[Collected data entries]
────────────────
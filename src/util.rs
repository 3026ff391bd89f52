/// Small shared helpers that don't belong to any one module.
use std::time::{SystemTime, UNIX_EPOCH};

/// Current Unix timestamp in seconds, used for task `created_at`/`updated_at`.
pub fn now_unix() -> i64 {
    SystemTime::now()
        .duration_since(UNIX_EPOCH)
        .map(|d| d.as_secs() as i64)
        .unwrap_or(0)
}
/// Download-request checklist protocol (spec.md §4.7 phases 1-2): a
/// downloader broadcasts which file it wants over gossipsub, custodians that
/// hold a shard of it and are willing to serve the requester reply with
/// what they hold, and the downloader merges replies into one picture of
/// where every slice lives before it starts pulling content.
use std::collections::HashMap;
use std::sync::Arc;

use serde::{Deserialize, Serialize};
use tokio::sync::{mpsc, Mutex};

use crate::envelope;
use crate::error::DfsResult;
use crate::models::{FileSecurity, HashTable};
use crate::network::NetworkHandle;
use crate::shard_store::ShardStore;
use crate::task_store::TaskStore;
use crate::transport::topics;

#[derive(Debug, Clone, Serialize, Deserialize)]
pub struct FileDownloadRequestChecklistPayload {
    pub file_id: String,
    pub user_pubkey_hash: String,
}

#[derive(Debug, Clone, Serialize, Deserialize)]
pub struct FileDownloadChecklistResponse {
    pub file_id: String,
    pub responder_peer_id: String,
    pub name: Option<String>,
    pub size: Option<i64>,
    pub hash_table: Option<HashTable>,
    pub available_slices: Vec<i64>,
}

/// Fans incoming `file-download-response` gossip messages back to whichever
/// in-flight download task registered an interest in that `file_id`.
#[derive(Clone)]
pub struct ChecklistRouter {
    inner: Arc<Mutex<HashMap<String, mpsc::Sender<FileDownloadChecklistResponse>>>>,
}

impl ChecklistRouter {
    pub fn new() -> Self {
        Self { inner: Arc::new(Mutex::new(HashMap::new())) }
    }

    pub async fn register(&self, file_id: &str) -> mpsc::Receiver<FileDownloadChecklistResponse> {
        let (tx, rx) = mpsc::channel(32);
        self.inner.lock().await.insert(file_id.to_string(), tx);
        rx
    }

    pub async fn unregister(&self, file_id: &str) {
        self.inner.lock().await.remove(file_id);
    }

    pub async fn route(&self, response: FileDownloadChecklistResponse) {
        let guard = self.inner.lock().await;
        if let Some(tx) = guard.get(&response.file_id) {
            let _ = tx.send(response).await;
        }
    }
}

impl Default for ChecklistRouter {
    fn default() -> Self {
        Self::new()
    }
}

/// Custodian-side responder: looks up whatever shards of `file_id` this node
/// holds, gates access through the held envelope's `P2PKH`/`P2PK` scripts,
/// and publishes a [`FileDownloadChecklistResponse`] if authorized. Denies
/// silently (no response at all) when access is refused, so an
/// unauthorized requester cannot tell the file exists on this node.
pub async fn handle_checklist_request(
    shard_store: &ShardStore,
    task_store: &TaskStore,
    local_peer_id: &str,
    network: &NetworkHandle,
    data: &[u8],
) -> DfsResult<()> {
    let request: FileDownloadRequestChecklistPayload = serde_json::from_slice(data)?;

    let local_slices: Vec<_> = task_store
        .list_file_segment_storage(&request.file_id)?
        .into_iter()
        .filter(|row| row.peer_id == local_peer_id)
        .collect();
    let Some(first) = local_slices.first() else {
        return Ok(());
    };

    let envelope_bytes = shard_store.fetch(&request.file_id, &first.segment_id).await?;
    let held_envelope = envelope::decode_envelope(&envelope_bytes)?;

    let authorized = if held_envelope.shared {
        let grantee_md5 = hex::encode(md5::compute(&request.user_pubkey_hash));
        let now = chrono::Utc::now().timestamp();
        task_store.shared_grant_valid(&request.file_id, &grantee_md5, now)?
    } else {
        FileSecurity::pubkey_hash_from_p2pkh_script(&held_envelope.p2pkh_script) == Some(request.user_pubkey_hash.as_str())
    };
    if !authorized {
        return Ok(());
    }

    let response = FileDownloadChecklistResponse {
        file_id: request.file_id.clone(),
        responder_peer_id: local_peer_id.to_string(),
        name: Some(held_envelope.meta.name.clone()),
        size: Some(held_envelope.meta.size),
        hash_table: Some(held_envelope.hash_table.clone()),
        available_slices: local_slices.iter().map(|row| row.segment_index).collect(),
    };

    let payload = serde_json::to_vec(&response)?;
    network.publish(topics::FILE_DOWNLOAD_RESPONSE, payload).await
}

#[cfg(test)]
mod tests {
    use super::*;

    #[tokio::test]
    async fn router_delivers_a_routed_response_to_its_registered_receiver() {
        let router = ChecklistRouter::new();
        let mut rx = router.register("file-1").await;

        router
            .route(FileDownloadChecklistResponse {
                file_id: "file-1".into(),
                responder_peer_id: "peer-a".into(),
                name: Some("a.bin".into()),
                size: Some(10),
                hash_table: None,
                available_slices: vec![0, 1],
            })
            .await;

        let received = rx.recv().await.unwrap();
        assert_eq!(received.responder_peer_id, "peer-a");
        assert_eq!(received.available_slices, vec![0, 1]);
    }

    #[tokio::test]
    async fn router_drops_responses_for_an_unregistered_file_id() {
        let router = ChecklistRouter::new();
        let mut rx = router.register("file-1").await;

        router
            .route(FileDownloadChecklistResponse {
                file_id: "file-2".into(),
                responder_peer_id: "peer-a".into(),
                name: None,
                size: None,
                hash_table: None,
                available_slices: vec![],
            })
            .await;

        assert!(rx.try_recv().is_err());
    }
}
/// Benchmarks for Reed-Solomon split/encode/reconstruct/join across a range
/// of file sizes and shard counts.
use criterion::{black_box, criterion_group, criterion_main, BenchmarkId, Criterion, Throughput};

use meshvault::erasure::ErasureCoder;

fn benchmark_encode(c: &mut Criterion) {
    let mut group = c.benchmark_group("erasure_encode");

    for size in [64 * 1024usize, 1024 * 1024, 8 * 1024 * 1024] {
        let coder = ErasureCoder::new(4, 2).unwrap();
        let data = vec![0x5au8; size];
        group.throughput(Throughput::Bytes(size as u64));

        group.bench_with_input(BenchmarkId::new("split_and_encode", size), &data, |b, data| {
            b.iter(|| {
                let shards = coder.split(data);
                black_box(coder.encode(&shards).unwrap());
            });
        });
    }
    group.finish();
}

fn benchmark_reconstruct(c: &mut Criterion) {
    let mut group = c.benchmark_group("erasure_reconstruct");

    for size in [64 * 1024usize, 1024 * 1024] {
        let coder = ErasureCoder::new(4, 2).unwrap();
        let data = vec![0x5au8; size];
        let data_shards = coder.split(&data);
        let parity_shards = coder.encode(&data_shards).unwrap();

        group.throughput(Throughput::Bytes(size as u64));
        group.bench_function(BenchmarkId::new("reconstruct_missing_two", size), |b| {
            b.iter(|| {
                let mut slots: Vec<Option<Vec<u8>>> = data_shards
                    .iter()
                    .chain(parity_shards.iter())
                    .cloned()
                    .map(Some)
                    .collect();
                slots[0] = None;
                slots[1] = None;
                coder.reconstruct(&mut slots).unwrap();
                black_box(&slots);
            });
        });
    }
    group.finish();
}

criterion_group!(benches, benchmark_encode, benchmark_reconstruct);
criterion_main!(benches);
────────────────
INSTRUCTIONS FOR THE TASK => How many of the lines above hold "mpsc"? Answer with only the number.

SOLUTION TO THIS TASK => 4